1 - Sensor Noise & Aliasing

In any physical system, perception is imperfect. Sensor Noise refers to the random, unpredictable variations in sensor readings, often modeled as Gaussian (normal) distributions. A distance sensor might read 1.0 meters, but the true distance could be 0.95 or 1.05 meters.

Perceptual Aliasing occurs when a system’s sensors map multiple, distinct states in the environment to the exact same sensor reading.

Imagine a robot navigating a hallway. If it detects a wooden door, it might be outside Room 101 or Room 102. Because the inputs are identical, the robot cannot distinguish its true state based solely on that single observation.
To resolve aliasing, systems must rely on a sequence of historical data (belief states) and probabilistic localization algorithms, rather than trusting a single snapshot in time.

2 - Actuator Effects (Uncertainty in Action)

Just as input is noisy, output is inconsistent. When a control command is sent to an actuator (like a motor turning a wheel), the physical execution will rarely be perfect.

Environmental factors: Friction, uneven surfaces, or unexpected obstacles alter the trajectory.
Internal factors: A slight drop in battery voltage changes the motor's torque, or mechanical wear and tear causes a slight drift. If you command a system to move forward by exactly 1 meter, the resulting position is not a single deterministic point, but rather a probability distribution of possible end locations. Designing robust algorithms requires modeling this continuous uncertainty, often using Markov Decision Processes (MDPs) to plan for the highest-probability outcomes.

3 - AI Foundations

The explosive growth of modern AI rests on four critical pillars:

Data: The massive volume of digitized information required to train complex models.
Computational Power: The hardware infrastructure. Early AI research was severely bottlenecked by weak processors and memory limitations. Modern hardware architecture, heavily utilizing parallel processing, allows for the matrix multiplications required in deep learning.
Algorithms: The mathematical frameworks—from foundational search algorithms to backpropagation in neural networks—that allow systems to learn from data.
Scenarios: The real-world environments and use-cases (like autonomous driving or medical diagnosis) that provide the structural boundaries for the AI to solve.

4 - Bayesian Theory Vs Naive Bayes

Calculating the exact joint probability of many interacting variables requires exponential computational complexity ( $O (2^{n})$ ). The Naïve Bayes classifier drastically simplifies this by making a strong assumption: all features are conditionally independent of each other, given the class label.

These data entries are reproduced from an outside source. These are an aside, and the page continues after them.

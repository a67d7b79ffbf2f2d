//! Action item status and priority domains.
//!
//! Both columns are stored as plain `TEXT` in the `action_items` table. The
//! string forms below are the persisted values and the JSON wire values.
//!
//! Priority ordering is *lexical*, not by severity: sorting priorities
//! descending yields `medium`, `low`, `high`. Listings have always been
//! ordered that way and the order is kept as-is.

use std::cmp::Ordering;
use std::fmt;
use std::str::FromStr;

use serde::{Deserialize, Serialize};

use crate::error::CoreError;
use crate::types::Date;

// ---------------------------------------------------------------------------
// Status constants
// ---------------------------------------------------------------------------

pub const STATUS_PENDING: &str = "pending";
pub const STATUS_IN_PROGRESS: &str = "in_progress";
pub const STATUS_COMPLETED: &str = "completed";

/// All valid action item statuses.
pub const VALID_STATUSES: &[&str] = &[STATUS_PENDING, STATUS_IN_PROGRESS, STATUS_COMPLETED];

// ---------------------------------------------------------------------------
// Priority constants
// ---------------------------------------------------------------------------

pub const PRIORITY_LOW: &str = "low";
pub const PRIORITY_MEDIUM: &str = "medium";
pub const PRIORITY_HIGH: &str = "high";

/// All valid action item priorities.
pub const VALID_PRIORITIES: &[&str] = &[PRIORITY_LOW, PRIORITY_MEDIUM, PRIORITY_HIGH];

/// Query-string value meaning "do not filter on this column".
pub const FILTER_ALL: &str = "all";

// ---------------------------------------------------------------------------
// ActionStatus
// ---------------------------------------------------------------------------

/// Lifecycle status of an action item. New items start as `Pending`.
#[derive(Debug, Clone, Copy, Default, PartialEq, Eq, Hash, Serialize, Deserialize)]
#[serde(rename_all = "snake_case")]
pub enum ActionStatus {
    #[default]
    Pending,
    InProgress,
    Completed,
}

impl ActionStatus {
    /// Return the database string representation.
    pub fn as_str(&self) -> &'static str {
        match self {
            Self::Pending => STATUS_PENDING,
            Self::InProgress => STATUS_IN_PROGRESS,
            Self::Completed => STATUS_COMPLETED,
        }
    }

    /// Whether moving an item into this status stamps `completed_at`.
    ///
    /// Moving away from `Completed` never clears the stamp.
    pub fn stamps_completion(&self) -> bool {
        matches!(self, Self::Completed)
    }
}

impl FromStr for ActionStatus {
    type Err = CoreError;

    fn from_str(s: &str) -> Result<Self, Self::Err> {
        match s {
            STATUS_PENDING => Ok(Self::Pending),
            STATUS_IN_PROGRESS => Ok(Self::InProgress),
            STATUS_COMPLETED => Ok(Self::Completed),
            other => Err(CoreError::Validation(format!(
                "Unknown status: '{other}'. Valid statuses: {}",
                VALID_STATUSES.join(", ")
            ))),
        }
    }
}

impl TryFrom<String> for ActionStatus {
    type Error = CoreError;

    fn try_from(value: String) -> Result<Self, Self::Error> {
        value.parse()
    }
}

impl fmt::Display for ActionStatus {
    fn fmt(&self, f: &mut fmt::Formatter<'_>) -> fmt::Result {
        f.write_str(self.as_str())
    }
}

// ---------------------------------------------------------------------------
// Priority
// ---------------------------------------------------------------------------

/// Action item priority. Defaults to `Medium`.
///
/// `Ord` compares the string forms, so `High < Low < Medium`. This is the
/// order listings have always used; do not replace it with a severity rank.
#[derive(Debug, Clone, Copy, Default, PartialEq, Eq, Hash, Serialize, Deserialize)]
#[serde(rename_all = "snake_case")]
pub enum Priority {
    Low,
    #[default]
    Medium,
    High,
}

impl Priority {
    /// Return the database string representation.
    pub fn as_str(&self) -> &'static str {
        match self {
            Self::Low => PRIORITY_LOW,
            Self::Medium => PRIORITY_MEDIUM,
            Self::High => PRIORITY_HIGH,
        }
    }
}

impl Ord for Priority {
    fn cmp(&self, other: &Self) -> Ordering {
        self.as_str().cmp(other.as_str())
    }
}

impl PartialOrd for Priority {
    fn partial_cmp(&self, other: &Self) -> Option<Ordering> {
        Some(self.cmp(other))
    }
}

impl FromStr for Priority {
    type Err = CoreError;

    fn from_str(s: &str) -> Result<Self, Self::Err> {
        match s {
            PRIORITY_LOW => Ok(Self::Low),
            PRIORITY_MEDIUM => Ok(Self::Medium),
            PRIORITY_HIGH => Ok(Self::High),
            other => Err(CoreError::Validation(format!(
                "Unknown priority: '{other}'. Valid priorities: {}",
                VALID_PRIORITIES.join(", ")
            ))),
        }
    }
}

impl TryFrom<String> for Priority {
    type Error = CoreError;

    fn try_from(value: String) -> Result<Self, Self::Error> {
        value.parse()
    }
}

impl fmt::Display for Priority {
    fn fmt(&self, f: &mut fmt::Formatter<'_>) -> fmt::Result {
        f.write_str(self.as_str())
    }
}

// ---------------------------------------------------------------------------
// Listing order
// ---------------------------------------------------------------------------

/// Compare two action items the way listings order them.
///
/// Due date ascending with undated items last, then priority descending
/// using the lexical [`Priority`] order. Mirrors the `ORDER BY` clause in
/// the action item repository.
pub fn listing_order(
    a_due: Option<Date>,
    a_priority: Priority,
    b_due: Option<Date>,
    b_priority: Priority,
) -> Ordering {
    let by_due = match (a_due, b_due) {
        (Some(a), Some(b)) => a.cmp(&b),
        (Some(_), None) => Ordering::Less,
        (None, Some(_)) => Ordering::Greater,
        (None, None) => Ordering::Equal,
    };
    by_due.then_with(|| b_priority.cmp(&a_priority))
}

// ---------------------------------------------------------------------------
// Filters
// ---------------------------------------------------------------------------

/// Parse an optional `?status=` query value. Absent or `all` means no filter.
pub fn parse_status_filter(raw: Option<&str>) -> Result<Option<ActionStatus>, CoreError> {
    match raw {
        None | Some(FILTER_ALL) | Some("") => Ok(None),
        Some(s) => s.parse().map(Some),
    }
}

/// Parse an optional `?priority=` query value. Absent or `all` means no filter.
pub fn parse_priority_filter(raw: Option<&str>) -> Result<Option<Priority>, CoreError> {
    match raw {
        None | Some(FILTER_ALL) | Some("") => Ok(None),
        Some(s) => s.parse().map(Some),
    }
}

// ---------------------------------------------------------------------------
// Tests
// ---------------------------------------------------------------------------

#[cfg(test)]
mod tests {
    use assert_matches::assert_matches;

    use super::*;

    fn date(s: &str) -> Option<Date> {
        Some(s.parse().unwrap())
    }

    // -- parsing --------------------------------------------------------------

    #[test]
    fn valid_statuses_parse() {
        for s in VALID_STATUSES {
            let status: ActionStatus = s.parse().unwrap();
            assert_eq!(status.as_str(), *s);
        }
    }

    #[test]
    fn unknown_status_rejected() {
        assert_matches!("done".parse::<ActionStatus>(), Err(CoreError::Validation(_)));
        assert_matches!("".parse::<ActionStatus>(), Err(CoreError::Validation(_)));
        assert_matches!("Pending".parse::<ActionStatus>(), Err(CoreError::Validation(_)));
    }

    #[test]
    fn valid_priorities_parse() {
        for p in VALID_PRIORITIES {
            let priority: Priority = p.parse().unwrap();
            assert_eq!(priority.as_str(), *p);
        }
    }

    #[test]
    fn unknown_priority_rejected() {
        let err = "urgent".parse::<Priority>().unwrap_err();
        assert!(err.to_string().contains("urgent"));
    }

    #[test]
    fn defaults_are_pending_and_medium() {
        assert_eq!(ActionStatus::default(), ActionStatus::Pending);
        assert_eq!(Priority::default(), Priority::Medium);
    }

    #[test]
    fn serde_uses_database_strings() {
        assert_eq!(
            serde_json::to_string(&ActionStatus::InProgress).unwrap(),
            "\"in_progress\""
        );
        let p: Priority = serde_json::from_str("\"high\"").unwrap();
        assert_eq!(p, Priority::High);
    }

    #[test]
    fn only_completed_stamps_completion() {
        assert!(ActionStatus::Completed.stamps_completion());
        assert!(!ActionStatus::Pending.stamps_completion());
        assert!(!ActionStatus::InProgress.stamps_completion());
    }

    // -- priority order -------------------------------------------------------

    #[test]
    fn priority_order_is_lexical() {
        assert!(Priority::Medium > Priority::Low);
        assert!(Priority::Low > Priority::High);
        assert!(Priority::High < Priority::Medium);

        let mut all = vec![Priority::High, Priority::Low, Priority::Medium];
        all.sort_by(|a, b| b.cmp(a));
        assert_eq!(all, vec![Priority::Medium, Priority::Low, Priority::High]);
    }

    // -- listing order --------------------------------------------------------

    #[test]
    fn earlier_due_date_sorts_first() {
        let ord = listing_order(
            date("2025-01-01"),
            Priority::High,
            date("2025-02-01"),
            Priority::Medium,
        );
        assert_eq!(ord, Ordering::Less);
    }

    #[test]
    fn undated_items_sort_last() {
        let ord = listing_order(None, Priority::Medium, date("2030-01-01"), Priority::Low);
        assert_eq!(ord, Ordering::Greater);
    }

    #[test]
    fn same_due_date_breaks_tie_by_lexical_priority_desc() {
        let due = date("2025-03-01");
        assert_eq!(
            listing_order(due, Priority::Medium, due, Priority::High),
            Ordering::Less
        );
        assert_eq!(
            listing_order(due, Priority::High, due, Priority::Low),
            Ordering::Greater
        );
        assert_eq!(
            listing_order(None, Priority::Low, None, Priority::Low),
            Ordering::Equal
        );
    }

    // -- filters --------------------------------------------------------------

    #[test]
    fn all_or_absent_filter_means_none() {
        assert_eq!(parse_status_filter(None).unwrap(), None);
        assert_eq!(parse_status_filter(Some("all")).unwrap(), None);
        assert_eq!(parse_priority_filter(Some("all")).unwrap(), None);
        assert_eq!(parse_priority_filter(Some("")).unwrap(), None);
    }

    #[test]
    fn concrete_filter_parses() {
        assert_eq!(
            parse_status_filter(Some("in_progress")).unwrap(),
            Some(ActionStatus::InProgress)
        );
        assert_eq!(
            parse_priority_filter(Some("high")).unwrap(),
            Some(Priority::High)
        );
    }

    #[test]
    fn bad_filter_is_validation_error() {
        assert_matches!(parse_status_filter(Some("archived")), Err(CoreError::Validation(_)));
        assert_matches!(parse_priority_filter(Some("HIGH")), Err(CoreError::Validation(_)));
    }
}
//! Aggregate counts over all tables.

use actiontrack_core::action_item::{STATUS_COMPLETED, STATUS_IN_PROGRESS, STATUS_PENDING};

use crate::models::stats::StatsSummary;
use crate::DbPool;

/// Read-only aggregate queries.
pub struct StatsRepo;

impl StatsRepo {
    /// Count managers, employees and action items (total and per status).
    pub async fn summary(pool: &DbPool) -> Result<StatsSummary, sqlx::Error> {
        sqlx::query_as::<_, StatsSummary>(
            "SELECT
                (SELECT COUNT(*) FROM managers) AS managers,
                (SELECT COUNT(*) FROM employees) AS employees,
                (SELECT COUNT(*) FROM action_items) AS total_actions,
                (SELECT COUNT(*) FROM action_items WHERE status = ?) AS pending,
                (SELECT COUNT(*) FROM action_items WHERE status = ?) AS in_progress,
                (SELECT COUNT(*) FROM action_items WHERE status = ?) AS completed",
        )
        .bind(STATUS_PENDING)
        .bind(STATUS_IN_PROGRESS)
        .bind(STATUS_COMPLETED)
        .fetch_one(pool)
        .await
    }
}
/// A configuration value that could not be parsed.
#[derive(Debug, thiserror::Error)]
#[error("{var} must be a valid {expected}, got '{value}'")]
pub struct ConfigError {
    pub var: &'static str,
    pub expected: &'static str,
    pub value: String,
}

/// Server configuration loaded from environment variables.
///
/// All fields have defaults suitable for local development.
#[derive(Debug, Clone)]
pub struct ServerConfig {
    /// Bind address (default: `0.0.0.0`).
    pub host: String,
    /// Bind port (default: `8000`).
    pub port: u16,
    /// SQLite URL of the store (default: `sqlite://action_items.db`).
    pub database_url: String,
    /// Upper bound on pooled store connections (default: `5`).
    pub db_max_connections: u32,
    /// Allowed CORS origins, parsed from comma-separated `CORS_ORIGINS` env var.
    pub cors_origins: Vec<String>,
    /// HTTP request timeout in seconds (default: `30`).
    pub request_timeout_secs: u64,
}

impl ServerConfig {
    /// Load configuration from environment variables with defaults.
    ///
    /// | Env Var                | Default                     |
    /// |------------------------|-----------------------------|
    /// | `HOST`                 | `0.0.0.0`                   |
    /// | `PORT`                 | `8000`                      |
    /// | `DATABASE_URL`         | `sqlite://action_items.db`  |
    /// | `DB_MAX_CONNECTIONS`   | `5`                         |
    /// | `CORS_ORIGINS`         | `http://localhost:5173`     |
    /// | `REQUEST_TIMEOUT_SECS` | `30`                        |
    pub fn from_env() -> Result<Self, ConfigError> {
        Self::from_lookup(|key| std::env::var(key).ok())
    }

    /// Build a configuration from an arbitrary key lookup.
    pub fn from_lookup<F>(lookup: F) -> Result<Self, ConfigError>
    where
        F: Fn(&str) -> Option<String>,
    {
        let get = |key: &str, default: &str| lookup(key).unwrap_or_else(|| default.to_string());

        let host = get("HOST", "0.0.0.0");
        let port = parse_var("PORT", "u16", get("PORT", "8000"))?;
        let database_url = get("DATABASE_URL", "sqlite://action_items.db");
        let db_max_connections =
            parse_var("DB_MAX_CONNECTIONS", "u32", get("DB_MAX_CONNECTIONS", "5"))?;

        let cors_origins: Vec<String> = get("CORS_ORIGINS", "http://localhost:5173")
            .split(',')
            .map(|s| s.trim().to_string())
            .filter(|s| !s.is_empty())
            .collect();

        let request_timeout_secs = parse_var(
            "REQUEST_TIMEOUT_SECS",
            "u64",
            get("REQUEST_TIMEOUT_SECS", "30"),
        )?;

        Ok(Self {
            host,
            port,
            database_url,
            db_max_connections,
            cors_origins,
            request_timeout_secs,
        })
    }
}

fn parse_var<T: std::str::FromStr>(
    var: &'static str,
    expected: &'static str,
    value: String,
) -> Result<T, ConfigError> {
    value.trim().parse().map_err(|_| ConfigError {
        var,
        expected,
        value,
    })
}

#[cfg(test)]
mod tests {
    use std::collections::HashMap;

    use super::*;

    fn config_from(pairs: &[(&str, &str)]) -> Result<ServerConfig, ConfigError> {
        let vars: HashMap<String, String> = pairs
            .iter()
            .map(|(k, v)| (k.to_string(), v.to_string()))
            .collect();
        ServerConfig::from_lookup(|key| vars.get(key).cloned())
    }

    #[test]
    fn defaults_apply_when_unset() {
        let config = config_from(&[]).unwrap();
        assert_eq!(config.host, "0.0.0.0");
        assert_eq!(config.port, 8000);
        assert_eq!(config.database_url, "sqlite://action_items.db");
        assert_eq!(config.db_max_connections, 5);
        assert_eq!(config.cors_origins, vec!["http://localhost:5173"]);
        assert_eq!(config.request_timeout_secs, 30);
    }

    #[test]
    fn overrides_are_read() {
        let config = config_from(&[
            ("PORT", "9100"),
            ("DATABASE_URL", "sqlite::memory:"),
            ("CORS_ORIGINS", "http://a.test, http://b.test,,"),
        ])
        .unwrap();
        assert_eq!(config.port, 9100);
        assert_eq!(config.database_url, "sqlite::memory:");
        assert_eq!(config.cors_origins, vec!["http://a.test", "http://b.test"]);
    }

    #[test]
    fn invalid_port_is_reported() {
        let err = config_from(&[("PORT", "eighty")]).unwrap_err();
        assert_eq!(err.var, "PORT");
        assert_eq!(err.to_string(), "PORT must be a valid u16, got 'eighty'");
    }
}
//! Shared application router builder.
//!
//! Provides [`build_app_router`] so both the production binary (`main.rs`)
//! and integration tests (`tests/common/mod.rs`) use the exact same
//! middleware stack.

use std::time::Duration;

use axum::http::header::CONTENT_TYPE;
use axum::http::{HeaderName, HeaderValue, Method, StatusCode};
use axum::Router;
use tower_http::catch_panic::CatchPanicLayer;
use tower_http::cors::CorsLayer;
use tower_http::request_id::{MakeRequestUuid, PropagateRequestIdLayer, SetRequestIdLayer};
use tower_http::timeout::TimeoutLayer;
use tower_http::trace::{DefaultMakeSpan, DefaultOnResponse, TraceLayer};
use tracing::Level;

use crate::config::ServerConfig;
use crate::routes;
use crate::state::AppState;

/// Build the full application [`Router`] with all middleware layers.
///
/// The middleware stack is applied bottom-up:
///
/// 1. CORS
/// 2. Set request ID on incoming requests
/// 3. Structured request/response tracing
/// 4. Propagate request ID to response
/// 5. Request timeout
/// 6. Panic recovery (catch panics, return 500)
pub fn build_app_router(state: AppState, config: &ServerConfig) -> Router {
    let cors = build_cors_layer(config);
    let request_id_header = HeaderName::from_static("x-request-id");

    Router::new()
        // Health check and flat stats at root level (not under /api/v1).
        .merge(routes::health::router())
        .merge(routes::dashboard::stats_router())
        // API v1 routes.
        .nest("/api/v1", routes::api_routes())
        // -- Middleware stack (applied bottom-up) --
        .layer(CatchPanicLayer::new())
        .layer(TimeoutLayer::with_status_code(
            StatusCode::REQUEST_TIMEOUT,
            Duration::from_secs(config.request_timeout_secs),
        ))
        .layer(PropagateRequestIdLayer::new(request_id_header.clone()))
        .layer(
            TraceLayer::new_for_http()
                .make_span_with(DefaultMakeSpan::new().level(Level::INFO))
                .on_response(DefaultOnResponse::new().level(Level::INFO)),
        )
        .layer(SetRequestIdLayer::new(request_id_header, MakeRequestUuid))
        .layer(cors)
        .with_state(state)
}

/// Build the CORS middleware layer from server configuration.
///
/// Origins that are not valid header values are skipped with a warning.
pub fn build_cors_layer(config: &ServerConfig) -> CorsLayer {
    let origins: Vec<HeaderValue> = config
        .cors_origins
        .iter()
        .filter_map(|o| match o.parse() {
            Ok(origin) => Some(origin),
            Err(e) => {
                tracing::warn!(origin = %o, error = %e, "Ignoring invalid CORS origin");
                None
            }
        })
        .collect();

    CorsLayer::new()
        .allow_origin(origins)
        .allow_methods([Method::GET, Method::POST, Method::PUT, Method::DELETE])
        .allow_headers([CONTENT_TYPE])
        .max_age(Duration::from_secs(3600))
}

Mathematically, it changes the complex joint probability into a simple product of individual probabilities: $P (y | x_{1}, \dots, x_{n}) \propto P (y) \prod_{i = 1}^{n} P (x_{i} | y)$
While this assumption is "naïve" because real-world variables are almost always correlated, the algorithm is famously robust. It often achieves high accuracy in classification tasks (like spam filtering) with exceptionally low computational overhead.

5 - Bayesian Networks

When you cannot assume absolute independence (as in Naïve Bayes), you use a Bayesian Network. These are Directed Acyclic Graphs (DAGs) that explicitly map out the conditional dependencies between variables.

Nodes represent random variables, and directed edges represent direct causal influence.
Returning to the dental example: A Cavity directly influences the probability of a Toothache and a dental Catch.
An isolated node, like Weather, has no edges connecting it to Cavity. Knowing it is raining does absolutely nothing to update the probability of having a cavity, successfully capturing absolute independence.

The network visually encodes two types of independence:

Absolute Independence: If a node like "Weather" has no edges connecting it to the rest of the graph, it is entirely isolated. Knowing the weather provides absolutely zero information to update your belief about whether someone has a cavity.
Conditional Independence: "Toothache" and "Catch" are independent only if the state of "Cavity" is known. Mathematically, this is written as $P (T | C a t c h, C) = P (T | C)$ .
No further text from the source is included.